Data
========================================================================
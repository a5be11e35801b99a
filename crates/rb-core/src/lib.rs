//! `rb-core` — foundational types for the `rust_rb` roundabout simulator.
//!
//! This crate is a dependency of every other `rb-*` crate.  It intentionally
//! has no `rb-*` dependencies and minimal external ones (only `rand` and
//! `thiserror`, plus optional `serde`).
//!
//! # What lives here
//!
//! | Module       | Contents                                              |
//! |--------------|-------------------------------------------------------|
//! | [`ids`]      | `CarId`, `TaskId`, `SlotId`, `SourceId`               |
//! | [`time`]     | `SimTime` — continuous simulation time                |
//! | [`priority`] | `Priority` — the two right-of-way classes             |
//! | [`exit`]     | `Exit` — the four compass access points               |
//! | [`config`]   | `SimConfig` and its validation                        |
//! | [`rng`]      | `SourceRng` (per-source deterministic RNG)            |
//! | [`error`]    | `RbError`, `RbResult`                                 |
//!
//! # Feature flags
//!
//! | Flag    | Effect                                               |
//! |---------|------------------------------------------------------|
//! | `serde` | Adds `Serialize`/`Deserialize` to all public types.  |

pub mod config;
pub mod error;
pub mod exit;
pub mod ids;
pub mod priority;
pub mod rng;
pub mod time;


// ── Re-exports ────────────────────────────────────────────────────────────────

pub use config::SimConfig;
pub use error::{RbError, RbResult};
pub use exit::Exit;
pub use ids::{CarId, SlotId, SourceId, TaskId};
pub use priority::Priority;
pub use rng::SourceRng;
pub use time::SimTime;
========================================================================
All lines from the one containing "pub mod config;" through the final line of the listing above are to be reproduced exactly; include both and add nothing.

pub mod config;
pub mod error;
pub mod exit;
pub mod ids;
pub mod priority;
pub mod rng;
pub mod time;


// ── Re-exports ────────────────────────────────────────────────────────────────

pub use config::SimConfig;
pub use error::{RbError, RbResult};
pub use exit::Exit;
pub use ids::{CarId, SlotId, SourceId, TaskId};
pub use priority::Priority;
pub use rng::SourceRng;
pub use time::SimTime;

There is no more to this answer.